Nancy Moser

Nancy Moser is the award-winning author of over twenty inspirational novels. Her genres include contemporary stories including John 3:16 and Time Lottery, and historical novels of real women-of-history including Just Jane (Jane Austen) and Washington's Lady (Martha Washington). Her newest historical novels are Masquerade and An Unlikely Suitor. Nancy and her husband Mark live in the Midwest. She’s earned a degree in architecture, traveled extensively in Europe, and has performed in numerous theaters, symphonies, and choirs. She gives Sister Circle Seminars around the country, helping women identify their gifts as they celebrate their sisterhood. She is a fan of anything antique—humans included. Find out more at www.nancymoser.com and www.sistercircles.com. and her historical blog: http://footnotesfromhistory.blogspot.com/

Devotional

The Deer

We believe it is through the grace
of our Lord Jesus that we are saved.
                                                                              Acts 15:11 (NIV)

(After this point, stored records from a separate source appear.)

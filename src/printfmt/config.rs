use crate::error::Result;
use serde::{Deserialize, Serialize};
use std::fs;
use std::path::{Path, PathBuf};

const CONFIG_FILENAME: &str = "config.json";
const DEFAULT_PRINT_STYLE: &str = "Standard";

/// Configuration for printfmt, stored in `<home>/config.json`
#[derive(Debug, Clone, Serialize, Deserialize, PartialEq, Eq)]
pub struct PrintConfig {
    /// Export standard print formats to the app tree when they change
    #[serde(default)]
    pub developer_mode: bool,

    /// Stylesheet used when a request names none and no stored default exists
    #[serde(default = "default_print_style")]
    pub print_style: String,

    /// Root of the module tree holding `print_format/<name>/<name>.html` files
    #[serde(default = "default_app_root")]
    pub app_root: PathBuf,

    /// Directories searched for named templates before the built-ins
    #[serde(default = "default_template_dirs")]
    pub template_dirs: Vec<PathBuf>,
}

fn default_print_style() -> String {
    DEFAULT_PRINT_STYLE.to_string()
}

fn default_app_root() -> PathBuf {
    PathBuf::from("apps")
}

fn default_template_dirs() -> Vec<PathBuf> {
    vec![PathBuf::from("templates")]
}

impl Default for PrintConfig {
    fn default() -> Self {
        Self {
            developer_mode: false,
            print_style: default_print_style(),
            app_root: default_app_root(),
            template_dirs: default_template_dirs(),
        }
    }
}

impl PrintConfig {
    /// Load config from the given directory, or return defaults if not found
    pub fn load<P: AsRef<Path>>(config_dir: P) -> Result<Self> {
        let config_path = config_dir.as_ref().join(CONFIG_FILENAME);

        if !config_path.exists() {
            return Ok(Self::default());
        }

        let content = fs::read_to_string(&config_path)?;
        let config: PrintConfig = serde_json::from_str(&content)?;
        Ok(config)
    }

    /// Save config to the given directory
    pub fn save<P: AsRef<Path>>(&self, config_dir: P) -> Result<()> {
        let config_dir = config_dir.as_ref();

        if !config_dir.exists() {
            fs::create_dir_all(config_dir)?;
        }

        let content = serde_json::to_string_pretty(self)?;
        fs::write(config_dir.join(CONFIG_FILENAME), content)?;
        Ok(())
    }

    /// Resolve relative paths against `base` (usually the home directory)
    pub fn resolve_paths<P: AsRef<Path>>(mut self, base: P) -> Self {
        let base = base.as_ref();
        if self.app_root.is_relative() {
            self.app_root = base.join(&self.app_root);
        }
        self.template_dirs = self
            .template_dirs
            .into_iter()
            .map(|dir| if dir.is_relative() { base.join(dir) } else { dir })
            .collect();
        self
    }

    pub fn with_developer_mode(mut self, enabled: bool) -> Self {
        self.developer_mode = enabled;
        self
    }

    pub fn with_app_root<P: Into<PathBuf>>(mut self, app_root: P) -> Self {
        self.app_root = app_root.into();
        self
    }
}
use crate::context::RequestContext;
use crate::engine::TemplateEngine;
use crate::error::{PrintError, Result};
use crate::store::{RecordStore, PRINT_STYLE_DEFAULT};
use stencil::STANDARD_STYLESHEET;
use tracing::warn;

pub fn stylesheet_name(style: &str) -> String {
    format!("templates/styles/{}.css", style.to_lowercase())
}

/// Render the stylesheet named `style`, or the configured default.
///
/// An unknown style falls back to the standard stylesheet. A missing standard
/// stylesheet is not recovered from.
pub fn get_print_style<S, E>(
    store: &S,
    engine: &E,
    ctx: &RequestContext,
    style: Option<&str>,
) -> Result<String>
where
    S: RecordStore + ?Sized,
    E: TemplateEngine + ?Sized,
{
    let style = match style.filter(|s| !s.is_empty()) {
        Some(style) => style.to_string(),
        None => store
            .get_default(PRINT_STYLE_DEFAULT)?
            .filter(|s| !s.is_empty())
            .unwrap_or_else(|| ctx.config.print_style.clone()),
    };

    match engine.render_asset(&stylesheet_name(&style)) {
        Err(PrintError::TemplateNotFound(_)) => {
            warn!(style = %style, "print style not found, using standard");
            engine.render_asset(STANDARD_STYLESHEET)
        }
        rendered => rendered,
    }
}
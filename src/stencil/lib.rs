//! # Stencil - Print Template Rendering
//!
//! A small layer over [minijinja](https://docs.rs/minijinja) that knows where print
//! templates live and which helpers they can call.
//!
//! ## The Problem
//!
//! Print layouts come from three places:
//! - Layouts and stylesheets that ship with the application
//! - Template directories on disk that a deployment may add or override
//! - Template source strings authored by users and kept in a database
//!
//! Each caller should not have to know which of these a name resolves to, and a
//! template author should find the same helpers no matter where the template came from.
//!
//! ## The Solution
//!
//! A [`Stencil`] owns a minijinja environment whose loader checks the configured
//! search paths first and falls back to the embedded built-ins:
//!
//! ```text
//! search_paths[0]/templates/styles/standard.css   (if present)
//! search_paths[1]/templates/styles/standard.css   (if present)
//! <embedded>      templates/styles/standard.css
//! ```
//!
//! Inline sources are rendered with [`Stencil::render_str`] and share the same
//! environment, so `{% include %}` and `{% extends %}` work from user templates too.
//!
//! ## Quick Example
//!
//! ```rust
//! use stencil::{Stencil, STANDARD_STYLESHEET};
//!
//! let stencil = Stencil::new();
//! let css = stencil.render(STANDARD_STYLESHEET, ()).unwrap();
//! assert!(css.contains(".print-format"));
//! ```
//!
//! ## Helpers
//!
//! [`utils`] returns the helper namespace handed to print templates as `utils`:
//!
//! ```jinja
//! {{ utils.scrub("Sales Invoice") }}        {# sales_invoice #}
//! {{ utils.fmt_money(1234.5, "USD") }}      {# USD 1,234.50 #}
//! {{ utils.flt("3.14159", 2) }}             {# 3.14 #}
//! {{ utils.nowdate() }}                     {# 2024-05-01 #}
//! ```
//!
//! The same `scrub` helper is also registered as a filter.
//!
//! ## Not Found
//!
//! Missing templates surface as minijinja errors of kind
//! [`ErrorKind::TemplateNotFound`]; use [`is_not_found`] to tell them apart from
//! syntax or rendering errors.

use minijinja::{Environment, Error, ErrorKind, Value};
use once_cell::sync::Lazy;
use serde::Serialize;
use std::collections::HashMap;
use std::fs;
use std::path::{Component, Path, PathBuf};

/// Name of the built-in document layout.
pub const STANDARD_PRINT_FORMAT: &str = "templates/print_formats/standard.html";

/// Name of the built-in default stylesheet.
pub const STANDARD_STYLESHEET: &str = "templates/styles/standard.css";

static BUILTINS: Lazy<HashMap<&'static str, &'static str>> = Lazy::new(|| {
    HashMap::from([
        (
            STANDARD_PRINT_FORMAT,
            include_str!("templates/print_formats/standard.html"),
        ),
        (
            STANDARD_STYLESHEET,
            include_str!("templates/styles/standard.css"),
        ),
        (
            "templates/styles/classic.css",
            include_str!("templates/styles/classic.css"),
        ),
    ])
});

/// Returns the embedded source of a built-in template.
pub fn builtin(name: &str) -> Option<&'static str> {
    BUILTINS.get(name).copied()
}

/// Returns the names of all built-in templates, sorted.
pub fn builtin_names() -> Vec<&'static str> {
    let mut names: Vec<_> = BUILTINS.keys().copied().collect();
    names.sort_unstable();
    names
}

/// Returns true if the error means a template could not be located.
pub fn is_not_found(err: &Error) -> bool {
    err.kind() == ErrorKind::TemplateNotFound
}

/// A template environment with built-ins and an optional filesystem overlay.
///
/// # Example
///
/// ```rust
/// use stencil::Stencil;
/// use serde::Serialize;
///
/// #[derive(Serialize)]
/// struct Ctx { name: String }
///
/// let stencil = Stencil::new();
/// let out = stencil
///     .render_str("Hello {{ name | scrub }}", &Ctx { name: "Big Co".into() })
///     .unwrap();
/// assert_eq!(out, "Hello big_co");
/// ```
pub struct Stencil {
    env: Environment<'static>,
    search_paths: Vec<PathBuf>,
}

impl Stencil {
    /// Creates an environment that only knows the built-in templates.
    pub fn new() -> Self {
        Self::with_search_paths(Vec::new())
    }

    /// Creates an environment that looks in `search_paths`, in order, before
    /// falling back to the built-ins.
    pub fn with_search_paths(search_paths: Vec<PathBuf>) -> Self {
        let mut env = Environment::new();
        let paths = search_paths.clone();
        env.set_loader(move |name| load_template(&paths, name));
        env.add_filter("scrub", scrub);
        Self { env, search_paths }
    }

    /// The directories consulted before the built-ins.
    pub fn search_paths(&self) -> &[PathBuf] {
        &self.search_paths
    }

    /// Renders a template by name.
    pub fn render<T: Serialize>(&self, name: &str, ctx: T) -> Result<String, Error> {
        let tmpl = self.env.get_template(name)?;
        tmpl.render(ctx)
    }

    /// Renders a template given as source text.
    ///
    /// Inline sources are not auto-escaped; the author controls the markup.
    pub fn render_str<T: Serialize>(&self, source: &str, ctx: T) -> Result<String, Error> {
        self.env.render_str(source, ctx)
    }

    /// Returns true if `name` resolves to a template that compiles.
    pub fn has_template(&self, name: &str) -> bool {
        self.env.get_template(name).is_ok()
    }
}

impl Default for Stencil {
    fn default() -> Self {
        Self::new()
    }
}

fn load_template(search_paths: &[PathBuf], name: &str) -> Result<Option<String>, Error> {
    let Some(relative) = safe_relative(name) else {
        return Ok(None);
    };

    for root in search_paths {
        let path = root.join(&relative);
        if path.is_file() {
            let source = fs::read_to_string(&path).map_err(|e| {
                Error::new(
                    ErrorKind::InvalidOperation,
                    format!("could not read template {}", path.display()),
                )
                .with_source(e)
            })?;
            return Ok(Some(source));
        }
    }

    Ok(builtin(name).map(str::to_string))
}

/// Template names must stay below their search root.
fn safe_relative(name: &str) -> Option<PathBuf> {
    if name.is_empty() || name.contains('\\') {
        return None;
    }
    let path = Path::new(name);
    path.components()
        .all(|c| matches!(c, Component::Normal(_)))
        .then(|| path.to_path_buf())
}

/// The helper namespace exposed to print templates as `utils`.
pub fn utils() -> Value {
    Value::from_iter([
        ("scrub", Value::from_function(scrub)),
        ("flt", Value::from_function(flt)),
        ("fmt_money", Value::from_function(fmt_money)),
        ("nowdate", Value::from_function(nowdate)),
    ])
}

/// Converts a display name into a file and identifier safe form.
pub fn scrub(text: &str) -> String {
    text.replace([' ', '-'], "_").to_lowercase()
}

fn to_f64(value: &Value) -> f64 {
    let number = match value.as_str() {
        Some(s) => s.trim().replace(',', "").parse().unwrap_or(0.0),
        None => f64::try_from(value.clone()).unwrap_or(0.0),
    };
    if number.is_finite() {
        number
    } else {
        0.0
    }
}

/// Coerces a value to a float, optionally rounded to `precision` places.
/// Unparseable or non-finite input becomes `0.0`.
pub fn flt(value: Value, precision: Option<u32>) -> f64 {
    let number = to_f64(&value);
    match precision {
        Some(p) => {
            let factor = 10f64.powi(p as i32);
            (number * factor).round() / factor
        }
        None => number,
    }
}

/// Formats an amount with two decimals and thousands separators.
pub fn fmt_money(value: Value, currency: Option<&str>) -> String {
    let amount = to_f64(&value);
    let fixed = format!("{:.2}", amount.abs());
    let (whole, fraction) = fixed.split_once('.').unwrap_or((fixed.as_str(), "00"));

    let mut grouped = String::with_capacity(whole.len() + whole.len() / 3);
    for (i, ch) in whole.chars().enumerate() {
        if i > 0 && (whole.len() - i) % 3 == 0 {
            grouped.push(',');
        }
        grouped.push(ch);
    }

    let sign = if amount < 0.0 { "-" } else { "" };
    match currency {
        Some(c) if !c.is_empty() => format!("{} {}{}.{}", c, sign, grouped, fraction),
        _ => format!("{}{}.{}", sign, grouped, fraction),
    }
}

/// Today's date in the local timezone as `YYYY-MM-DD`.
pub fn nowdate() -> String {
    chrono::Local::now().format("%Y-%m-%d").to_string()
}

#[cfg(test)]
mod tests {
    use super::*;
    use serde::Serialize;
    use std::fs;

    #[derive(Serialize)]
    struct Item {
        name: String,
        amount: f64,
    }

    #[test]
    fn test_builtin_stylesheet_renders() {
        let stencil = Stencil::new();
        let css = stencil.render(STANDARD_STYLESHEET, ()).unwrap();
        assert!(css.contains(".print-format"));
    }

    #[test]
    fn test_builtin_names_sorted() {
        let names = builtin_names();
        assert_eq!(names.len(), 3);
        assert!(names.windows(2).all(|w| w[0] <= w[1]));
    }

    #[test]
    fn test_missing_template_is_not_found() {
        let stencil = Stencil::new();
        let err = stencil.render("templates/styles/nope.css", ()).unwrap_err();
        assert!(is_not_found(&err));
    }

    #[test]
    fn test_syntax_error_is_not_not_found() {
        let stencil = Stencil::new();
        let err = stencil.render_str("{% if %}", ()).unwrap_err();
        assert!(!is_not_found(&err));
    }

    #[test]
    fn test_search_path_overrides_builtin() {
        let dir = tempfile::tempdir().unwrap();
        let styles = dir.path().join("templates/styles");
        fs::create_dir_all(&styles).unwrap();
        fs::write(styles.join("standard.css"), "body { color: red; }").unwrap();

        let stencil = Stencil::with_search_paths(vec![dir.path().to_path_buf()]);
        let css = stencil.render(STANDARD_STYLESHEET, ()).unwrap();
        assert_eq!(css, "body { color: red; }");
    }

    #[test]
    fn test_search_path_adds_new_template() {
        let dir = tempfile::tempdir().unwrap();
        let styles = dir.path().join("templates/styles");
        fs::create_dir_all(&styles).unwrap();
        fs::write(styles.join("modern.css"), "h1 {}").unwrap();

        let stencil = Stencil::with_search_paths(vec![dir.path().to_path_buf()]);
        assert!(stencil.has_template("templates/styles/modern.css"));
        assert!(!Stencil::new().has_template("templates/styles/modern.css"));
    }

    #[test]
    fn test_parent_segments_are_not_loaded() {
        let dir = tempfile::tempdir().unwrap();
        let inner = dir.path().join("inner");
        fs::create_dir_all(&inner).unwrap();
        fs::write(dir.path().join("secret.css"), "nope").unwrap();

        let stencil = Stencil::with_search_paths(vec![inner]);
        let err = stencil.render("../secret.css", ()).unwrap_err();
        assert!(is_not_found(&err));
    }

    #[test]
    fn test_render_str_with_loop() {
        let stencil = Stencil::new();
        let items = vec![
            Item {
                name: "a".into(),
                amount: 1.0,
            },
            Item {
                name: "b".into(),
                amount: 2.0,
            },
        ];
        let out = stencil
            .render_str(
                "{% for i in items %}{{ i.name }}={{ i.amount }};{% endfor %}",
                minijinja::context! { items => items },
            )
            .unwrap();
        assert_eq!(out, "a=1.0;b=2.0;");
    }

    #[test]
    fn test_utils_namespace_callable() {
        let stencil = Stencil::new();
        let out = stencil
            .render_str(
                "{{ utils.scrub('Sales Invoice') }}|{{ utils.fmt_money(1234.5, 'USD') }}",
                minijinja::context! { utils => utils() },
            )
            .unwrap();
        assert_eq!(out, "sales_invoice|USD 1,234.50");
    }

    #[test]
    fn test_scrub() {
        assert_eq!(scrub("Sales Invoice"), "sales_invoice");
        assert_eq!(scrub("Pick-List Standard"), "pick_list_standard");
        assert_eq!(scrub("simple"), "simple");
    }

    #[test]
    fn test_flt() {
        assert_eq!(flt(Value::from("3.14159"), Some(2)), 3.14);
        assert_eq!(flt(Value::from(2), None), 2.0);
        assert_eq!(flt(Value::from("garbage"), None), 0.0);
    }

    #[test]
    fn test_fmt_money() {
        assert_eq!(fmt_money(Value::from(0), None), "0.00");
        assert_eq!(fmt_money(Value::from(999.999), None), "1,000.00");
        assert_eq!(fmt_money(Value::from(1234567.891), None), "1,234,567.89");
        assert_eq!(fmt_money(Value::from(-42.5), Some("EUR")), "EUR -42.50");
    }

    #[test]
    fn test_non_finite_amounts_are_zero() {
        assert_eq!(fmt_money(Value::from(f64::INFINITY), None), "0.00");
        assert_eq!(fmt_money(Value::from(f64::NAN), Some("USD")), "USD 0.00");
        assert_eq!(fmt_money(Value::from("inf"), None), "0.00");
        assert_eq!(flt(Value::from(f64::NEG_INFINITY), Some(2)), 0.0);
    }

    #[test]
    fn test_nowdate_shape() {
        let today = nowdate();
        assert_eq!(today.len(), 10);
        assert_eq!(&today[4..5], "-");
    }
}
use crate::model::PrintFormatRecord;
use std::path::PathBuf;

pub mod export;
pub mod handler;
pub mod lifecycle;
pub mod render;
pub mod resolve;
pub mod style;

/// Name of the built-in layout; a request for it never touches the store.
pub const STANDARD_FORMAT: &str = stencil::STANDARD_PRINT_FORMAT;

#[derive(Debug, Clone, PartialEq, Eq)]
pub enum MessageLevel {
    Info,
    Success,
}

#[derive(Debug, Clone)]
pub struct CmdMessage {
    pub level: MessageLevel,
    pub content: String,
}

impl CmdMessage {
    pub fn info(content: impl Into<String>) -> Self {
        Self {
            level: MessageLevel::Info,
            content: content.into(),
        }
    }

    pub fn success(content: impl Into<String>) -> Self {
        Self {
            level: MessageLevel::Success,
            content: content.into(),
        }
    }
}

/// Outcome of a command that changes records.
#[derive(Debug, Default)]
pub struct CmdResult {
    pub affected_formats: Vec<PrintFormatRecord>,
    pub exported_paths: Vec<PathBuf>,
    pub messages: Vec<CmdMessage>,
}

impl CmdResult {
    pub fn add_message(&mut self, message: CmdMessage) {
        self.messages.push(message);
    }

    pub fn with_affected_formats(mut self, formats: Vec<PrintFormatRecord>) -> Self {
        self.affected_formats = formats;
        self
    }
}
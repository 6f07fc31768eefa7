//! Request-scoped context.
//!
//! Everything an operation needs to know about *who* is asking and *how* the
//! system is configured travels in a [`RequestContext`] passed by reference.
//! Nothing in the library reads process-wide state.

use crate::config::PrintConfig;
use crate::model::PrintParams;
use serde::{Deserialize, Serialize};

/// The privileged account allowed to edit standard print formats.
pub const ADMINISTRATOR: &str = "Administrator";

/// Fallback identity for unauthenticated callers.
pub const GUEST: &str = "Guest";

#[derive(Debug, Clone, PartialEq, Eq, Serialize, Deserialize)]
pub struct User {
    pub name: String,
    #[serde(default)]
    pub roles: Vec<String>,
}

impl User {
    pub fn new(name: impl Into<String>) -> Self {
        Self {
            name: name.into(),
            roles: Vec::new(),
        }
    }

    pub fn administrator() -> Self {
        Self::new(ADMINISTRATOR)
    }

    pub fn guest() -> Self {
        Self::new(GUEST)
    }

    pub fn with_role(mut self, role: impl Into<String>) -> Self {
        self.roles.push(role.into());
        self
    }

    pub fn is_administrator(&self) -> bool {
        self.name == ADMINISTRATOR
    }

    pub fn has_role(&self, role: &str) -> bool {
        self.roles.iter().any(|r| r == role)
    }
}

#[derive(Debug, Clone)]
pub struct RequestContext {
    pub user: User,
    pub params: PrintParams,
    pub config: PrintConfig,
}

impl RequestContext {
    pub fn new(user: User, config: PrintConfig) -> Self {
        Self {
            user,
            params: PrintParams::default(),
            config,
        }
    }

    pub fn with_params(mut self, params: PrintParams) -> Self {
        self.params = params;
        self
    }
}
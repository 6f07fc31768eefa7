//! Template rendering capability.
//!
//! The command layer never talks to a template language directly. It hands a
//! [`PrintContext`] to a [`TemplateEngine`], which decides how the context is
//! exposed. [`StencilEngine`] is the production implementation backed by the
//! `stencil` crate.

use crate::commands::render::is_visible;
use crate::error::Result;
use crate::model::{DocField, DocTypeMeta, Document};
use minijinja::value::{Value, ViaDeserialize};
use std::path::PathBuf;
use stencil::Stencil;

/// Data bound into a print template.
#[derive(Debug, Clone, Copy)]
pub struct PrintContext<'a> {
    pub doc: &'a Document,
    pub meta: &'a DocTypeMeta,
    pub user: &'a str,
}

pub trait TemplateEngine {
    /// Render a named template (built-in or from a search path) against a document.
    fn render_named(&self, name: &str, ctx: &PrintContext<'_>) -> Result<String>;

    /// Render template source text against a document.
    fn render_source(&self, source: &str, ctx: &PrintContext<'_>) -> Result<String>;

    /// Render a named template that takes no document, such as a stylesheet.
    ///
    /// Fails with `PrintError::TemplateNotFound` when the name does not resolve.
    fn render_asset(&self, name: &str) -> Result<String>;
}

pub struct StencilEngine {
    stencil: Stencil,
}

impl StencilEngine {
    pub fn new() -> Self {
        Self {
            stencil: Stencil::new(),
        }
    }

    pub fn with_search_paths(paths: Vec<PathBuf>) -> Self {
        Self {
            stencil: Stencil::with_search_paths(paths),
        }
    }
}

impl Default for StencilEngine {
    fn default() -> Self {
        Self::new()
    }
}

fn template_context(ctx: &PrintContext<'_>) -> Value {
    minijinja::context! {
        doc => ctx.doc,
        meta => ctx.meta,
        user => ctx.user,
        utils => stencil::utils(),
        is_visible => Value::from_function(|field: ViaDeserialize<DocField>| is_visible(&field)),
    }
}

impl TemplateEngine for StencilEngine {
    fn render_named(&self, name: &str, ctx: &PrintContext<'_>) -> Result<String> {
        Ok(self.stencil.render(name, template_context(ctx))?)
    }

    fn render_source(&self, source: &str, ctx: &PrintContext<'_>) -> Result<String> {
        Ok(self.stencil.render_str(source, template_context(ctx))?)
    }

    fn render_asset(&self, name: &str) -> Result<String> {
        Ok(self.stencil.render(name, ())?)
    }
}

Sometimes in hindsight comes a revelation.


My husband and I were driving home after attending an out-of-town football game, a four-hour drive. In the car were our newlywed daughter and her husband. The day had been full and fun with a visit to my parents, tailgating, and the excitement of college football.


It was dark. The traffic was heavy on the four-lane highway. Cars in front of us, an SUV driving close behind.


And then, as my husband got into the left lane to drive around a semi, we saw it. A dead deer lying in our lane.


A semi on our right, a ditch on our left . . . we had nowhere to go but straight ahead.


My husband braced his hands on the steering wheel. “Hold on!”


I will never forget the awful sound of running over that dead animal. The thud of the tires, the rocking of our car as it raced over the hefty obstacle at sixty-five miles an hour.


Somehow we stayed on the road, and stayed in our lane. But then we heard a part of the car dragging. We drove five miles to the next town, wary of seeing the damage.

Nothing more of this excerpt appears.